Those hunts, we waited until later in the season, and did essentially no scouting prior to the season. In fact, we never hunted in either case until November, even though the season started Sept. 15.

My buddies tag, he just showed up and we started hunting. About 3 days in, we found a good group of rams and he as able to take a 10.5 year old ram, 40" on each horn, that qualified for the awards book, at 179 and change net. There was another ram with this one, that was an absolute dinosaur. It was a tough choice between the two. The other ram was killed the next year, and it was 14.5 years old, heavily broomed, and just squeaked into the record book at 180 and change. Wish I would have taken pictures of the other ram, it was a cool sheep.
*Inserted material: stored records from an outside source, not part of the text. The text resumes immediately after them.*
#![allow(non_snake_case)]
use super::*;

/// Sparse matrix in compressed row (CSR) or compressed column (CSC)
/// storage.
///
/// The `ptr` field has length `major + 1` where `major` is `m` for CSR
/// and `n` for CSC.  `ptr` must be monotonic with `ptr[0] == 0` and
/// `ptr[major] == nnz`, and every entry of `idx` must be a valid index
/// on the minor axis.  Indices within a major slice are not required to
/// be sorted.
#[derive(Debug, Clone, PartialEq)]
#[cfg_attr(feature = "serde", derive(serde::Serialize, serde::Deserialize))]
pub struct CompressedMatrix<T = f64> {
    /// number of rows
    pub m: usize,
    /// number of columns
    pub n: usize,
    /// major axis pointer array
    pub ptr: Vec<usize>,
    /// minor axis indices
    pub idx: Vec<usize>,
    /// vector of non-zero matrix elements
    pub nzval: Vec<T>,
    /// compression axis
    pub format: CompressedFormat,
}

impl<T> CompressedMatrix<T>
where
    T: FloatT,
{
    /// Construct from raw compressed arrays, validating the storage
    /// invariants.
    pub fn new(
        m: usize,
        n: usize,
        ptr: Vec<usize>,
        idx: Vec<usize>,
        nzval: Vec<T>,
        format: CompressedFormat,
    ) -> Result<Self, MatrixFormatError> {
        let (major, minor) = match format {
            CompressedFormat::Csr => (m, n),
            CompressedFormat::Csc => (n, m),
        };

        if ptr.len() != major + 1 || idx.len() != nzval.len() {
            return Err(MatrixFormatError::IncompatibleDimension);
        }
        if ptr[0] != 0 || *ptr.last().unwrap() != nzval.len() {
            return Err(MatrixFormatError::BadPointers);
        }
        if ptr.windows(2).any(|w| w[0] > w[1]) {
            return Err(MatrixFormatError::BadPointers);
        }
        if idx.iter().any(|&i| i >= minor) {
            return Err(MatrixFormatError::BadIndex);
        }

        Ok(Self {
            m,
            n,
            ptr,
            idx,
            nzval,
            format,
        })
    }

    /// number of structural nonzeros
    pub fn nnz(&self) -> usize {
        self.nzval.len()
    }

    // length of the major (compressed) axis
    fn major_dim(&self) -> usize {
        match self.format {
            CompressedFormat::Csr => self.m,
            CompressedFormat::Csc => self.n,
        }
    }

    fn minor_dim(&self) -> usize {
        match self.format {
            CompressedFormat::Csr => self.n,
            CompressedFormat::Csc => self.m,
        }
    }

    // y += a * M * x where M maps minor -> major (i.e. gather
    // along each major slice)
    fn gather_mv(&self, y: &mut [T], x: &[T], a: T) {
        for s in 0..self.major_dim() {
            let rng = self.ptr[s]..self.ptr[s + 1];
            let mut acc = T::zero();
            for k in rng {
                acc += self.nzval[k] * x[self.idx[k]];
            }
            y[s] += a * acc;
        }
    }

    // y += a * M * x where M maps major -> minor (i.e. scatter
    // each major slice)
    fn scatter_mv(&self, y: &mut [T], x: &[T], a: T) {
        for s in 0..self.major_dim() {
            let rng = self.ptr[s]..self.ptr[s + 1];
            let xs = a * x[s];
            for k in rng {
                y[self.idx[k]] += self.nzval[k] * xs;
            }
        }
    }

    pub(crate) fn gemv_shaped(&self, shape: MatrixShape, y: &mut [T], x: &[T], a: T, b: T) {
        let (rows, cols) = match shape {
            MatrixShape::N => (self.m, self.n),
            MatrixShape::T => (self.n, self.m),
        };
        assert_eq!(x.len(), cols);
        assert_eq!(y.len(), rows);

        y.scale(b);

        // a CSR matrix gathers on N and scatters on T;
        // a CSC matrix is the mirror image
        let gather = match (self.format, shape) {
            (CompressedFormat::Csr, MatrixShape::N) => true,
            (CompressedFormat::Csr, MatrixShape::T) => false,
            (CompressedFormat::Csc, MatrixShape::N) => false,
            (CompressedFormat::Csc, MatrixShape::T) => true,
        };

        if gather {
            self.gather_mv(y, x, a);
        } else {
            self.scatter_mv(y, x, a);
        }
    }

    // infinity norms along the major axis
    fn major_norms(&self, norms: &mut [T]) {
        norms.set(T::zero());
        for s in 0..self.major_dim() {
            for k in self.ptr[s]..self.ptr[s + 1] {
                norms[s] = T::max(norms[s], T::abs(self.nzval[k]));
            }
        }
    }

    // infinity norms along the minor axis
    fn minor_norms(&self, norms: &mut [T]) {
        norms.set(T::zero());
        for (&i, &v) in std::iter::zip(&self.idx, &self.nzval) {
            norms[i] = T::max(norms[i], T::abs(v));
        }
    }

    pub(crate) fn row_norms_inf(&self, norms: &mut [T]) {
        assert_eq!(norms.len(), self.m);
        match self.format {
            CompressedFormat::Csr => self.major_norms(norms),
            CompressedFormat::Csc => self.minor_norms(norms),
        }
    }

    pub(crate) fn col_norms_inf(&self, norms: &mut [T]) {
        assert_eq!(norms.len(), self.n);
        match self.format {
            CompressedFormat::Csr => self.minor_norms(norms),
            CompressedFormat::Csc => self.major_norms(norms),
        }
    }

    // scale entries by d indexed on the major axis
    fn major_scale(&mut self, d: &[T]) {
        for s in 0..self.major_dim() {
            for k in self.ptr[s]..self.ptr[s + 1] {
                self.nzval[k] *= d[s];
            }
        }
    }

    // scale entries by d indexed on the minor axis
    fn minor_scale(&mut self, d: &[T]) {
        for (&i, v) in std::iter::zip(&self.idx, &mut self.nzval) {
            *v *= d[i];
        }
    }

    /// Left multiply in place by `Diagonal(l)`
    pub(crate) fn lscale_diag(&mut self, l: &[T]) {
        assert_eq!(l.len(), self.m);
        match self.format {
            CompressedFormat::Csr => self.major_scale(l),
            CompressedFormat::Csc => self.minor_scale(l),
        }
    }

    /// Right multiply in place by `Diagonal(r)`
    pub(crate) fn rscale_diag(&mut self, r: &[T]) {
        assert_eq!(r.len(), self.n);
        match self.format {
            CompressedFormat::Csr => self.minor_scale(r),
            CompressedFormat::Csc => self.major_scale(r),
        }
    }

    // minor-by-minor gram from pairwise products within each
    // major slice.  CSR: AᵀA.  CSC: AAᵀ.
    fn pair_gram(&self) -> DenseMatrix<T> {
        let dim = self.minor_dim();
        let mut out = DenseMatrix::zeros(dim, dim);
        for s in 0..self.major_dim() {
            let rng = self.ptr[s]..self.ptr[s + 1];
            for k in rng.clone() {
                let (ik, vk) = (self.idx[k], self.nzval[k]);
                for l in rng.clone() {
                    let idx = out.index(ik, self.idx[l]);
                    out.data[idx] += vk * self.nzval[l];
                }
            }
        }
        out
    }

    // major-by-major gram from sparse dot products of major slices,
    // using a dense scatter workspace.  CSR: AAᵀ.  CSC: AᵀA.
    fn dot_gram(&self) -> DenseMatrix<T> {
        let dim = self.major_dim();
        let mut out = DenseMatrix::zeros(dim, dim);
        let mut work = vec![T::zero(); self.minor_dim()];

        for s1 in 0..dim {
            let rng1 = self.ptr[s1]..self.ptr[s1 + 1];
            for k in rng1.clone() {
                work[self.idx[k]] = self.nzval[k];
            }
            for s2 in 0..=s1 {
                let mut acc = T::zero();
                for k in self.ptr[s2]..self.ptr[s2 + 1] {
                    acc += self.nzval[k] * work[self.idx[k]];
                }
                out.set_entry(s1, s2, acc);
                out.set_entry(s2, s1, acc);
            }
            for k in rng1 {
                work[self.idx[k]] = T::zero();
            }
        }
        out
    }

    /// Form the gram product `AᵀA` (Normal) or `AAᵀ` (Transpose) as a
    /// full symmetric dense matrix.
    pub(crate) fn gram_product(&self, side: GramSide) -> DenseMatrix<T> {
        match (self.format, side) {
            (CompressedFormat::Csr, GramSide::Normal) => self.pair_gram(),
            (CompressedFormat::Csr, GramSide::Transpose) => self.dot_gram(),
            (CompressedFormat::Csc, GramSide::Normal) => self.dot_gram(),
            (CompressedFormat::Csc, GramSide::Transpose) => self.pair_gram(),
        }
    }
}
My buddy (on the left), with his Montana ram.



My Dad's hunt was a bit different. I went up a week early and scouted for him, since he was still working. Again, that was the most fun for me, just getting to look over a bunch of rams. I found about 40-50 rams that were 3/4 curl or better, maybe 5-6 that were record book heads.

I took a TON of photos of sheep, and when Dad got off work, I showed him all the pictures I'd taken. It was a tough call on the top 5, but he liked the looks of this one, better than the rest:



It took a day to find this one again, as I hadn't kept real close track of him, too busy looking for more rams. We watched the ram until dark. The next morning we hiked into where he was, and found him in a hell of a snowstorm. Actually, got pretty lucky, as they had not moved more than a few hundred yards from the night before.

Dad shot it at about 90 yards or so, turned out being over 40 on the long side, 8.5 years old, and officially scored 183 3/8 net.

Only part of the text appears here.